The walls, beds, comfortably upholstered chairs, room service menus, televisions, and tightly wrapped soaps can do more than answer a taste for luxury. Checking into a hotel room for a night is a solution to long-term sexual stagnation: We can see the erotic side of our partner, which is often closely related to the unchanging environment in which we lead our daily lives. We can blame the stable presence of the carpet and the living room chairs at home for our failure to have more sex: The physical backdrop prevents us from evolving. The furniture insists that we can't change—because it never does.I guess there's no room (no pun intended) for people who feel intimidated by hotel rooms, why feel actual discomfort by the strange smell of some industrial laundry detergent and who like the comfort of the own home for the safety it offers. Let's not forget the insulting classism here in telling people who might be struggeling to pay the rent (and probably therefore not as interested in sex as before, because some people have actually bigger problems than breadcrumbs) that what they need is to go to a hotel for the night. Especially one with a complimentary fruitbasket. Best hotels I've ever been in had individually wrapped soapbars...

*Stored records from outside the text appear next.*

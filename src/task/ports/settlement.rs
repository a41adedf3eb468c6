//! Settlement port for releasing task rewards.

use crate::task::domain::{AccountId, RewardAmount, TransactionId};
use async_trait::async_trait;
use std::sync::Arc;
use thiserror::Error;

/// Result type for settlement operations.
pub type SettlementResult<T> = Result<T, SettlementError>;

/// Value transfer capability used on task approval.
///
/// Callers await the transfer before committing any state that depends on
/// it. Implementations must not be retried automatically by callers; a
/// failed transfer is surfaced and any retry is an explicit new request.
#[cfg_attr(test, mockall::automock)]
#[async_trait]
pub trait SettlementGateway: Send + Sync {
    /// Transfers `amount` from `payer` to `payee` and returns the confirmed
    /// transaction identifier.
    ///
    /// # Errors
    ///
    /// Returns [`SettlementError`] when the transfer is refused or the
    /// settlement backend cannot be reached.
    async fn transfer(
        &self,
        payer: &AccountId,
        payee: &AccountId,
        amount: RewardAmount,
    ) -> SettlementResult<TransactionId>;
}

/// Errors returned by settlement gateways.
#[derive(Debug, Clone, Error)]
pub enum SettlementError {
    /// The transfer was refused (for example insufficient funds).
    #[error("settlement rejected: {reason}")]
    Rejected {
        /// Gateway-supplied reason, passed through to callers.
        reason: String,
    },

    /// The settlement backend failed.
    #[error("settlement backend unavailable: {0}")]
    Unavailable(Arc<dyn std::error::Error + Send + Sync>),
}

impl SettlementError {
    /// Creates a rejection with the given reason.
    pub fn rejected(reason: impl Into<String>) -> Self {
        Self::Rejected {
            reason: reason.into(),
        }
    }

    /// Wraps a backend error.
    pub fn unavailable(err: impl std::error::Error + Send + Sync + 'static) -> Self {
        Self::Unavailable(Arc::new(err))
    }
}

Contrary to all public verdicts on adultery, the lack of any wish whatsoever to stray is irrational and against nature, a heedless disregard for the fleshly reality of our bodies, a denial of the power wielded over our more rational selves by such erotic triggers as high-heeled shoes and crisp shirts, by smooth thighs and muscular calves.Again, can I meet this Nature person who apparently makes a lot of rules? But it's probably because I'm a woman because she seems to talk again to men only.
But a spouse who gets angry at having been betrayed is evading a basic, tragic truth: No one can be everything to another person. The real fault lies in the ethos of modern marriage, with its insane ambitions and its insistence that our most pressing needs might be solved with the help of only one other person.Yeah, totally your own fault, bitch. Should have seen it coming. Really, folks can't control themselves, especially when somebody in high heels walks by. Why are you to think that you deserved if not fidelity then at least honesty?
It is impossible to sleep with someone outside of marriage and not spoil the things we care about inside it. There is no answer to the tensions of marriage.Citation fucking needed. Open marriages exist, polyamorous marriages exist, couples who engage in multi-partner sex exist. Stop talking to this Nature person and get talking to actual people.
OK, now I clicked on page 4 of the article and I find this:
We could not be fulfilled if we weren't inauthentic some of the time—inauthentic, that is, in relation to such things as our passing desires to throttle our children, poison our spouse, or end our marriage over a dispute about changing a lightbulb. A degree of repression is necessary for both the mental health of our species and the adequate functioning of a decently ordered society. We are chaotic chemical propositions. We should feel grateful for, and protected by, the knowledge that our external circumstances are often out of line with what we feel; it is a sign that we are probably on the right course.Does this make any sense? It hangs there like a miss-matching body-part put there by an apprentice Igor...
But it also means I'm through, so that's somethink to be grateful for.